_GIVEN DATA:_
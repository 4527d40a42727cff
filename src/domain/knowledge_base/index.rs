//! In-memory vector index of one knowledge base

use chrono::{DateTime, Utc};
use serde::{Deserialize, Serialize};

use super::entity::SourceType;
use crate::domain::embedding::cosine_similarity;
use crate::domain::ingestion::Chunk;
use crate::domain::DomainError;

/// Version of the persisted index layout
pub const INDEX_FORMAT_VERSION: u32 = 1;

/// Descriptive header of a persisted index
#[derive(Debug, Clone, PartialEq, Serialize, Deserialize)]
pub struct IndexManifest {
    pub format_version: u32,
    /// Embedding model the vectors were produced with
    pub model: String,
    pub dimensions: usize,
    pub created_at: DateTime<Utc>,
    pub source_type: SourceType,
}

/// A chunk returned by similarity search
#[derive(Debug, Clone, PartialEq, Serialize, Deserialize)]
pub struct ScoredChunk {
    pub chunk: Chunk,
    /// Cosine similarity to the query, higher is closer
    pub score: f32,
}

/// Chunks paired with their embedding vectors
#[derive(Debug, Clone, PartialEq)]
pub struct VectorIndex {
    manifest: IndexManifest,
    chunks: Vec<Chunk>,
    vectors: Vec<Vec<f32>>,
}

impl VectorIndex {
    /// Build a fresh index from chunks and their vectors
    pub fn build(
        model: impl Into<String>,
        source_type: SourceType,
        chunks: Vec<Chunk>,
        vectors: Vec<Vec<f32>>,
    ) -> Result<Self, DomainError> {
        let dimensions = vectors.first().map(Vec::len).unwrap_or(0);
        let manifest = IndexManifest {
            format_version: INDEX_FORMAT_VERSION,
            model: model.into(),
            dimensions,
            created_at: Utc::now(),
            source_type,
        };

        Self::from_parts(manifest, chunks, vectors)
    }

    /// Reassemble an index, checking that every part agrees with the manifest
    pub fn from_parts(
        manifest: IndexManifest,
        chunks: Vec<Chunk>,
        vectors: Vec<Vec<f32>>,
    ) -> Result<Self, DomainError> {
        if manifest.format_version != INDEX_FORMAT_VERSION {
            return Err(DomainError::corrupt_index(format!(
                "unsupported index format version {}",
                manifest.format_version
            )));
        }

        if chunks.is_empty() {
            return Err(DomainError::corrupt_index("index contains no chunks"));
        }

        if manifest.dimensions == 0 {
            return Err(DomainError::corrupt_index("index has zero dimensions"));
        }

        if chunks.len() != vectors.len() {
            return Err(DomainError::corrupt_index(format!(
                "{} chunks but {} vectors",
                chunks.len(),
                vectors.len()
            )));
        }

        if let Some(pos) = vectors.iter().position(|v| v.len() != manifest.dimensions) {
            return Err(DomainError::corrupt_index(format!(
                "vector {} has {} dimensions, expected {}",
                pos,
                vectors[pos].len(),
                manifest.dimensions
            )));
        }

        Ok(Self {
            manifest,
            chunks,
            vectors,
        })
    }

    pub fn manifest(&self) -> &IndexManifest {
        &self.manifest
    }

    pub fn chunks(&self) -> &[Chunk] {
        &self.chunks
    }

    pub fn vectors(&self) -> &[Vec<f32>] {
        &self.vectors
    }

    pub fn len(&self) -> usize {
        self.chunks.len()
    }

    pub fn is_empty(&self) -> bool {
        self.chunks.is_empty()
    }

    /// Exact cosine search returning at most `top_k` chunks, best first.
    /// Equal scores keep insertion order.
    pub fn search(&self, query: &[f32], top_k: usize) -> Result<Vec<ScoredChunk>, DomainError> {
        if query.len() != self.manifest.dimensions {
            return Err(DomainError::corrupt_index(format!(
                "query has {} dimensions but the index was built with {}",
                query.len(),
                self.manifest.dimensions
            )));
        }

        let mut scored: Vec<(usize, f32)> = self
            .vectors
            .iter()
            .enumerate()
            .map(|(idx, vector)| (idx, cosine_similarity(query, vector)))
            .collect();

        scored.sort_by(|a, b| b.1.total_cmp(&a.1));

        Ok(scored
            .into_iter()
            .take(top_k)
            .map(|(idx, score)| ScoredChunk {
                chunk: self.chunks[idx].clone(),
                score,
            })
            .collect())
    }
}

_WHAT IS BEING ASKED:_
This task calls for the material above to be duplicated verbatim.

_TASK ANSWER:_
repository 4527d40a42727cff
filename src/domain/knowledge_base/index.rs
//! In-memory vector index of one knowledge base

use chrono::{DateTime, Utc};
use serde::{Deserialize, Serialize};

use super::entity::SourceType;
use crate::domain::embedding::cosine_similarity;
use crate::domain::ingestion::Chunk;
use crate::domain::DomainError;

/// Version of the persisted index layout
pub const INDEX_FORMAT_VERSION: u32 = 1;

/// Descriptive header of a persisted index
#[derive(Debug, Clone, PartialEq, Serialize, Deserialize)]
pub struct IndexManifest {
    pub format_version: u32,
    /// Embedding model the vectors were produced with
    pub model: String,
    pub dimensions: usize,
    pub created_at: DateTime<Utc>,
    pub source_type: SourceType,
}

/// A chunk returned by similarity search
#[derive(Debug, Clone, PartialEq, Serialize, Deserialize)]
pub struct ScoredChunk {
    pub chunk: Chunk,
    /// Cosine similarity to the query, higher is closer
    pub score: f32,
}

/// Chunks paired with their embedding vectors
#[derive(Debug, Clone, PartialEq)]
pub struct VectorIndex {
    manifest: IndexManifest,
    chunks: Vec<Chunk>,
    vectors: Vec<Vec<f32>>,
}

impl VectorIndex {
    /// Build a fresh index from chunks and their vectors
    pub fn build(
        model: impl Into<String>,
        source_type: SourceType,
        chunks: Vec<Chunk>,
        vectors: Vec<Vec<f32>>,
    ) -> Result<Self, DomainError> {
        let dimensions = vectors.first().map(Vec::len).unwrap_or(0);
        let manifest = IndexManifest {
            format_version: INDEX_FORMAT_VERSION,
            model: model.into(),
            dimensions,
            created_at: Utc::now(),
            source_type,
        };

        Self::from_parts(manifest, chunks, vectors)
    }

    /// Reassemble an index, checking that every part agrees with the manifest
    pub fn from_parts(
        manifest: IndexManifest,
        chunks: Vec<Chunk>,
        vectors: Vec<Vec<f32>>,
    ) -> Result<Self, DomainError> {
        if manifest.format_version != INDEX_FORMAT_VERSION {
            return Err(DomainError::corrupt_index(format!(
                "unsupported index format version {}",
                manifest.format_version
            )));
        }

        if chunks.is_empty() {
            return Err(DomainError::corrupt_index("index contains no chunks"));
        }

        if manifest.dimensions == 0 {
            return Err(DomainError::corrupt_index("index has zero dimensions"));
        }

        if chunks.len() != vectors.len() {
            return Err(DomainError::corrupt_index(format!(
                "{} chunks but {} vectors",
                chunks.len(),
                vectors.len()
            )));
        }

        if let Some(pos) = vectors.iter().position(|v| v.len() != manifest.dimensions) {
            return Err(DomainError::corrupt_index(format!(
                "vector {} has {} dimensions, expected {}",
                pos,
                vectors[pos].len(),
                manifest.dimensions
            )));
        }

        Ok(Self {
            manifest,
            chunks,
            vectors,
        })
    }

    pub fn manifest(&self) -> &IndexManifest {
        &self.manifest
    }

    pub fn chunks(&self) -> &[Chunk] {
        &self.chunks
    }

    pub fn vectors(&self) -> &[Vec<f32>] {
        &self.vectors
    }

    pub fn len(&self) -> usize {
        self.chunks.len()
    }

    pub fn is_empty(&self) -> bool {
        self.chunks.is_empty()
    }

    /// Exact cosine search returning at most `top_k` chunks, best first.
    /// Equal scores keep insertion order.
    pub fn search(&self, query: &[f32], top_k: usize) -> Result<Vec<ScoredChunk>, DomainError> {
        if query.len() != self.manifest.dimensions {
            return Err(DomainError::corrupt_index(format!(
                "query has {} dimensions but the index was built with {}",
                query.len(),
                self.manifest.dimensions
            )));
        }

        let mut scored: Vec<(usize, f32)> = self
            .vectors
            .iter()
            .enumerate()
            .map(|(idx, vector)| (idx, cosine_similarity(query, vector)))
            .collect();

        scored.sort_by(|a, b| b.1.total_cmp(&a.1));

        Ok(scored
            .into_iter()
            .take(top_k)
            .map(|(idx, score)| ScoredChunk {
                chunk: self.chunks[idx].clone(),
                score,
            })
            .collect())
    }
}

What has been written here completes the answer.